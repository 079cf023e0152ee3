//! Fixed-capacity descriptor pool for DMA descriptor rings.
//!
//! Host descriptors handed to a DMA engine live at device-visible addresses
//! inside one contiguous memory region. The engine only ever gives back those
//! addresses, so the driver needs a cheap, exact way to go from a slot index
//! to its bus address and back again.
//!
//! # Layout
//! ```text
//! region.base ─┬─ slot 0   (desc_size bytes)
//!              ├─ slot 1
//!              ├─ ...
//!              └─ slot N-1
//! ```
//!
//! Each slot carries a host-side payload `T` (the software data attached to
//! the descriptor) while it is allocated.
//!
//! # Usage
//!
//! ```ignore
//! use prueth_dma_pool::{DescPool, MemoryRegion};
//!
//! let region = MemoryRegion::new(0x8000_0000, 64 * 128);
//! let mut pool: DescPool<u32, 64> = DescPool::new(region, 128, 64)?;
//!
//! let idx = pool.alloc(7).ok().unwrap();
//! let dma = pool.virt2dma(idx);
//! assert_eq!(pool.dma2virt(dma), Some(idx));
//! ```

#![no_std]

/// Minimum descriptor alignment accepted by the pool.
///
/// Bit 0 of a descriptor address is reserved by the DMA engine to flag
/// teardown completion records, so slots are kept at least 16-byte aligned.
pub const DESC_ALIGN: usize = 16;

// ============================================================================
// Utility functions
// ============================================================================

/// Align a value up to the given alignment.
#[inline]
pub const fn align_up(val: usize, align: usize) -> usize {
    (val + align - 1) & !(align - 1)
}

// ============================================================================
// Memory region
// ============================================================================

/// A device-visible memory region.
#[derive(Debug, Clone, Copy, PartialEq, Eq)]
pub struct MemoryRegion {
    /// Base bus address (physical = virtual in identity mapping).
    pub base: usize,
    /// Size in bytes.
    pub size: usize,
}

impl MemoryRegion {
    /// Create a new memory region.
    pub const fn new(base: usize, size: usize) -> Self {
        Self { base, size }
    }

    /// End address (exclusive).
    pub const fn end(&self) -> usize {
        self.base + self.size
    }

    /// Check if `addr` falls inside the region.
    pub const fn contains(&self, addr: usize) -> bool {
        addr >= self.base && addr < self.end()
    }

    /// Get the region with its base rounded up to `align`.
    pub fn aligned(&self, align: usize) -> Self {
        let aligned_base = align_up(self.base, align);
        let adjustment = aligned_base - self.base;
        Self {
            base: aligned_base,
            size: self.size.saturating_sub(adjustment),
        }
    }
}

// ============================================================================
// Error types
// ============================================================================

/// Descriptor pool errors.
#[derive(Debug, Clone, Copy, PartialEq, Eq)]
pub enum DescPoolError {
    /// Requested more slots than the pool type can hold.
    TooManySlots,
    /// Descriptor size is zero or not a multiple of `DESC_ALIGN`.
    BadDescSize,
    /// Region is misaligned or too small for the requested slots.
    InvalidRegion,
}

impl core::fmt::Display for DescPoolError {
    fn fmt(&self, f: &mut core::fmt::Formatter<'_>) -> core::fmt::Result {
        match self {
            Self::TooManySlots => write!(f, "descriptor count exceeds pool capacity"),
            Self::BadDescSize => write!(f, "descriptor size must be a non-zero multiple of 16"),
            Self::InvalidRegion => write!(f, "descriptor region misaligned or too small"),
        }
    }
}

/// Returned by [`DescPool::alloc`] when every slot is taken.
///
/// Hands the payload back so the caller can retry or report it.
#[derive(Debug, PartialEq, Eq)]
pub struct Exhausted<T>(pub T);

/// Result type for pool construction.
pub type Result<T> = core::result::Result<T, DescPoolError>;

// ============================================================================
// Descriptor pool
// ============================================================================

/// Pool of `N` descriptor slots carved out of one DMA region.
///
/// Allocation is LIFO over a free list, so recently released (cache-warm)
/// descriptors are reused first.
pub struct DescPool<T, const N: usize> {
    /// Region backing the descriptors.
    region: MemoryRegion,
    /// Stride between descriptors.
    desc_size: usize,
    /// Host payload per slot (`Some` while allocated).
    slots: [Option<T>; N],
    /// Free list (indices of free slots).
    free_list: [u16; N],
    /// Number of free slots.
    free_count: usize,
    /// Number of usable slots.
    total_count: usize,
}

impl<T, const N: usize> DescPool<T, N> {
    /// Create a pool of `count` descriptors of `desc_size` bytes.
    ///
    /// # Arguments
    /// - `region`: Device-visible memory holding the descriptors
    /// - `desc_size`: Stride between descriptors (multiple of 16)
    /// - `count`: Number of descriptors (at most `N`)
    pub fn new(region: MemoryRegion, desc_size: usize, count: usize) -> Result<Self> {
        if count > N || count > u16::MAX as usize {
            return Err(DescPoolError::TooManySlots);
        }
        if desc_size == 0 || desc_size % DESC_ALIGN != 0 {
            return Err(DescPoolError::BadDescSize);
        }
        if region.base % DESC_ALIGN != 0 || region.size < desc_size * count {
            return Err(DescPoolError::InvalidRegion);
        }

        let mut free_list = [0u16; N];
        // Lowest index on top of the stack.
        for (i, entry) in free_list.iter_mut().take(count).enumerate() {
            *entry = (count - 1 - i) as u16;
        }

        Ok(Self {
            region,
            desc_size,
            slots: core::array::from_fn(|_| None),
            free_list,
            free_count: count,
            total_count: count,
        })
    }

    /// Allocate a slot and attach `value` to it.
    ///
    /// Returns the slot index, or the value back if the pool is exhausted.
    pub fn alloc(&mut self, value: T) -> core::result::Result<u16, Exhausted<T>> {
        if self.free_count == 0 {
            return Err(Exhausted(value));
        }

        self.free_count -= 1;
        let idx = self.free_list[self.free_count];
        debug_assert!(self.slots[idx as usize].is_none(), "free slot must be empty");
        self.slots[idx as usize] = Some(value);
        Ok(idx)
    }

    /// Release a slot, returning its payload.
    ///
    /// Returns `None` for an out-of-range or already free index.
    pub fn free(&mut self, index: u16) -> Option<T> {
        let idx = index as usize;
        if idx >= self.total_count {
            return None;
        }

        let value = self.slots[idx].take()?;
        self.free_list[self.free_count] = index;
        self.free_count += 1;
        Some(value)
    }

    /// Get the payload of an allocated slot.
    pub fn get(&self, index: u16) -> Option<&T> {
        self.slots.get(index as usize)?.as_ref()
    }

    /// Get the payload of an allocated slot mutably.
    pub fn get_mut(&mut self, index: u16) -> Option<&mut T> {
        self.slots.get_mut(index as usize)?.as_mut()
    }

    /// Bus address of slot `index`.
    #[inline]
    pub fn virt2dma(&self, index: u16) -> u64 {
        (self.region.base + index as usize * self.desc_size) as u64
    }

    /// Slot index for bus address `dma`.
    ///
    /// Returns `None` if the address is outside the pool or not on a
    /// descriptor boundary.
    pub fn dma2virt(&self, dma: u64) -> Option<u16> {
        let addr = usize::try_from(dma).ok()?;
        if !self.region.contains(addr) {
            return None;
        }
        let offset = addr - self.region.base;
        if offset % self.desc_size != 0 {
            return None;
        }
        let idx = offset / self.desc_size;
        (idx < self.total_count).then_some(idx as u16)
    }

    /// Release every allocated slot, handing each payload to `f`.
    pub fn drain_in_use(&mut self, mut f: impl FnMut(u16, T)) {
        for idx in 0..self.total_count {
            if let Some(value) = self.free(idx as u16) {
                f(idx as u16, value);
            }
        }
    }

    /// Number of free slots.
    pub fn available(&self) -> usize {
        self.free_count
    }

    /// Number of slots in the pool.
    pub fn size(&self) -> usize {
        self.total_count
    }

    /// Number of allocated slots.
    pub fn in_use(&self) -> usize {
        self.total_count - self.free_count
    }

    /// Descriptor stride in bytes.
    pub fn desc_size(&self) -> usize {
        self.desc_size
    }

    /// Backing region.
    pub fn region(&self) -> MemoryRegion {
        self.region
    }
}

+===+

EXERCISE:
Could you return all lines from the data above that contain the string "contains"?

EXERCISE RESPONSE:
    pub const fn contains(&self, addr: usize) -> bool {
        if !self.region.contains(addr) {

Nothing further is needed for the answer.